For every line in the records that has the word "Network", make a copy.
----------
use chrono::{DateTime, SecondsFormat, Utc};
use gloo_net::http::Request;
use gloo_timers::future::TimeoutFuture;
use log::{error, info, warn};
use serde::{Deserialize, Serialize};
use thiserror::Error;
use web_sys::window;

use crate::config::GiveawayConfig;
use crate::entry::validation::{EntryForm, ValidEntry, ValidationError};
use crate::storage::{KeyValueStore, StorageError, EMAIL_KEY, ENTERED_KEY, ENTRIES_KEY};

const DEMO_DELAY_MS: u32 = 1500;

#[derive(Debug, Error)]
pub enum SubmitError {
    #[error("request failed: {0}")]
    Network(String),
    #[error("endpoint rejected the entry with status {status}")]
    Rejected { status: u16 },
    #[error(transparent)]
    Storage(#[from] StorageError),
}

/// Body posted to the form endpoint.
#[derive(Debug, Clone, PartialEq, Serialize, Deserialize)]
pub struct EntryPayload {
    pub email: String,
    pub name: String,
    pub newsletter: bool,
    pub timestamp: String,
    pub source: String,
    pub referrer: String,
}

/// Where the visitor is and how they got here.
#[derive(Debug, Clone, PartialEq)]
pub struct PageContext {
    pub source: String,
    pub referrer: String,
}

impl PageContext {
    pub fn current() -> Self {
        let source = window()
            .and_then(|w| w.location().href().ok())
            .unwrap_or_default();
        let referrer = window()
            .and_then(|w| w.document())
            .map(|d| d.referrer())
            .unwrap_or_default();
        Self { source, referrer }
    }
}

/// A validated entry ready to leave the browser. There is no way to build one
/// from an `EntryForm` that failed validation.
#[derive(Debug, Clone, PartialEq)]
pub struct Submission {
    payload: EntryPayload,
}

impl Submission {
    pub fn new(entry: ValidEntry, context: PageContext, now: DateTime<Utc>) -> Self {
        let referrer = if context.referrer.is_empty() {
            "direct".to_string()
        } else {
            context.referrer
        };

        Self {
            payload: EntryPayload {
                email: entry.email,
                name: entry.name,
                newsletter: entry.newsletter,
                timestamp: now.to_rfc3339_opts(SecondsFormat::Millis, true),
                source: context.source,
                referrer,
            },
        }
    }

    pub fn payload(&self) -> &EntryPayload {
        &self.payload
    }
}

/// Builds a submission from the raw form. Anything that fails validation stops
/// here, before a request can exist.
pub fn prepare(
    form: &EntryForm,
    config: &GiveawayConfig,
    context: PageContext,
    now: DateTime<Utc>,
) -> Result<Submission, ValidationError> {
    let entry = form.validate(config)?;
    Ok(Submission::new(entry, context, now))
}

/// Sends the entry, or stores it locally when no endpoint is configured.
/// Storage is only needed for demo mode; a live entry goes out without it.
pub async fn submit<S: KeyValueStore>(
    config: &GiveawayConfig,
    submission: Submission,
    store: Option<&S>,
) -> Result<(), SubmitError> {
    let payload = submission.payload;

    if config.is_demo_mode() {
        let dump = serde_json::to_string(&payload).unwrap_or_default();
        gloo_console::log!("Demo mode - form data:", dump);
        TimeoutFuture::new(DEMO_DELAY_MS).await;

        let store = store.ok_or(StorageError::Unavailable)?;
        record_demo_entry(store, &payload)?;
        return Ok(());
    }

    let request = Request::post(&config.form_endpoint)
        .header("Content-Type", "application/json")
        .header("Accept", "application/json")
        .json(&payload)
        .map_err(|e| SubmitError::Network(e.to_string()))?;

    match request.send().await {
        Ok(response) => finish_live(response.ok(), response.status(), &payload.email, store),
        Err(e) => {
            error!("Form submission error: {}", e);
            Err(SubmitError::Network(e.to_string()))
        }
    }
}

/// Outcome of a live POST. Confirmation bookkeeping is best effort.
fn finish_live<S: KeyValueStore>(
    ok: bool,
    status: u16,
    email: &str,
    store: Option<&S>,
) -> Result<(), SubmitError> {
    if !ok {
        error!("Form submission failed with status: {}", status);
        return Err(SubmitError::Rejected { status });
    }

    info!("Entry accepted");
    match store {
        Some(store) => {
            if let Err(e) = record_confirmation(store, email) {
                warn!("Entry accepted but confirmation was not stored: {}", e);
            }
        }
        None => warn!("Entry accepted but storage is unavailable, confirmation skipped"),
    }
    Ok(())
}

/// Appends to the demo entry list. An unreadable list is started over.
pub fn record_demo_entry(store: &impl KeyValueStore, payload: &EntryPayload) -> Result<(), StorageError> {
    let mut entries: Vec<EntryPayload> = match store.get(ENTRIES_KEY) {
        Some(raw) => serde_json::from_str(&raw).unwrap_or_else(|e| {
            warn!("Discarding unreadable demo entries: {}", e);
            Vec::new()
        }),
        None => Vec::new(),
    };
    entries.push(payload.clone());
    store.set(ENTRIES_KEY, &serde_json::to_string(&entries)?)
}

pub fn record_confirmation(store: &impl KeyValueStore, email: &str) -> Result<(), StorageError> {
    store.set(ENTERED_KEY, "true")?;
    store.set(EMAIL_KEY, email)
}

#[cfg(test)]
mod tests {
    use super::*;
    use crate::storage::MemoryStore;
    use chrono::TimeZone;

    fn entry() -> ValidEntry {
        ValidEntry {
            email: "a@b.co".to_string(),
            name: "Ada".to_string(),
            newsletter: false,
        }
    }

    fn at_noon() -> DateTime<Utc> {
        Utc.with_ymd_and_hms(2026, 10, 19, 12, 0, 0).unwrap()
    }

    #[test]
    fn payload_carries_page_context() {
        let context = PageContext {
            source: "https://naijawins.ng/?utm_source=x".to_string(),
            referrer: "https://t.co/abc".to_string(),
        };
        let submission = Submission::new(entry(), context, at_noon());
        let payload = submission.payload();

        assert_eq!(payload.email, "a@b.co");
        assert_eq!(payload.timestamp, "2026-10-19T12:00:00.000Z");
        assert_eq!(payload.source, "https://naijawins.ng/?utm_source=x");
        assert_eq!(payload.referrer, "https://t.co/abc");
    }

    #[test]
    fn missing_referrer_is_direct() {
        let context = PageContext { source: "https://naijawins.ng/".to_string(), referrer: String::new() };
        let submission = Submission::new(entry(), context, at_noon());
        assert_eq!(submission.payload().referrer, "direct");
    }

    #[test]
    fn payload_uses_wire_field_names() {
        let context = PageContext { source: "s".to_string(), referrer: String::new() };
        let value = serde_json::to_value(Submission::new(entry(), context, at_noon()).payload()).unwrap();
        let mut keys: Vec<_> = value.as_object().unwrap().keys().cloned().collect();
        keys.sort();
        assert_eq!(keys, ["email", "name", "newsletter", "referrer", "source", "timestamp"]);
    }

    #[test]
    fn demo_entries_accumulate() {
        let store = MemoryStore::new();
        let context = PageContext { source: "s".to_string(), referrer: String::new() };
        let payload = Submission::new(entry(), context, at_noon()).payload().clone();

        record_demo_entry(&store, &payload).unwrap();
        record_demo_entry(&store, &payload).unwrap();

        let stored: Vec<EntryPayload> = serde_json::from_str(&store.get(ENTRIES_KEY).unwrap()).unwrap();
        assert_eq!(stored.len(), 2);
        assert_eq!(stored[1], payload);
    }

    #[test]
    fn corrupt_demo_list_is_replaced() {
        let store = MemoryStore::with(&[(ENTRIES_KEY, "{not json")]);
        let context = PageContext { source: "s".to_string(), referrer: String::new() };
        let payload = Submission::new(entry(), context, at_noon()).payload().clone();

        record_demo_entry(&store, &payload).unwrap();

        let stored: Vec<EntryPayload> = serde_json::from_str(&store.get(ENTRIES_KEY).unwrap()).unwrap();
        assert_eq!(stored, vec![payload]);
    }

    #[test]
    fn demo_entry_is_not_a_confirmation() {
        let store = MemoryStore::new();
        let context = PageContext { source: "s".to_string(), referrer: String::new() };
        let payload = Submission::new(entry(), context, at_noon()).payload().clone();

        record_demo_entry(&store, &payload).unwrap();

        assert_eq!(store.get(ENTERED_KEY), None);
        assert_eq!(store.get(EMAIL_KEY), None);
    }

    #[test]
    fn unchecked_consent_builds_no_submission() {
        let form = EntryForm {
            email: "a@b.co".to_string(),
            name: String::new(),
            terms_accepted: false,
            newsletter: true,
        };
        let context = PageContext { source: "s".to_string(), referrer: String::new() };

        let result = prepare(&form, &GiveawayConfig::default(), context, at_noon());

        assert_eq!(result, Err(ValidationError::TermsNotAccepted));
    }

    #[test]
    fn accepted_form_builds_a_submission() {
        let form = EntryForm {
            email: " a@b.co ".to_string(),
            name: "Ada".to_string(),
            terms_accepted: true,
            newsletter: false,
        };
        let context = PageContext { source: "s".to_string(), referrer: String::new() };

        let submission = prepare(&form, &GiveawayConfig::default(), context, at_noon()).unwrap();

        assert_eq!(submission.payload().email, "a@b.co");
    }

    #[test]
    fn live_success_without_storage_still_succeeds() {
        assert!(finish_live::<MemoryStore>(true, 200, "a@b.co", None).is_ok());
    }

    #[test]
    fn live_success_records_confirmation_when_storage_exists() {
        let store = MemoryStore::new();
        finish_live(true, 201, "a@b.co", Some(&store)).unwrap();
        assert_eq!(store.get(ENTERED_KEY).as_deref(), Some("true"));
        assert_eq!(store.get(EMAIL_KEY).as_deref(), Some("a@b.co"));
    }

    #[test]
    fn rejected_status_is_an_error_and_records_nothing() {
        let store = MemoryStore::new();
        let result = finish_live(false, 500, "a@b.co", Some(&store));
        assert!(matches!(result, Err(SubmitError::Rejected { status: 500 })));
        assert_eq!(store.get(ENTERED_KEY), None);
    }

    #[test]
    fn confirmation_sets_flag_and_email() {
        let store = MemoryStore::new();
        record_confirmation(&store, "a@b.co").unwrap();
        assert_eq!(store.get(ENTERED_KEY).as_deref(), Some("true"));
        assert_eq!(store.get(EMAIL_KEY).as_deref(), Some("a@b.co"));
    }
}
----------
• Your solution:
    Network(String),
        .map_err(|e| SubmitError::Network(e.to_string()))?;
            Err(SubmitError::Network(e.to_string()))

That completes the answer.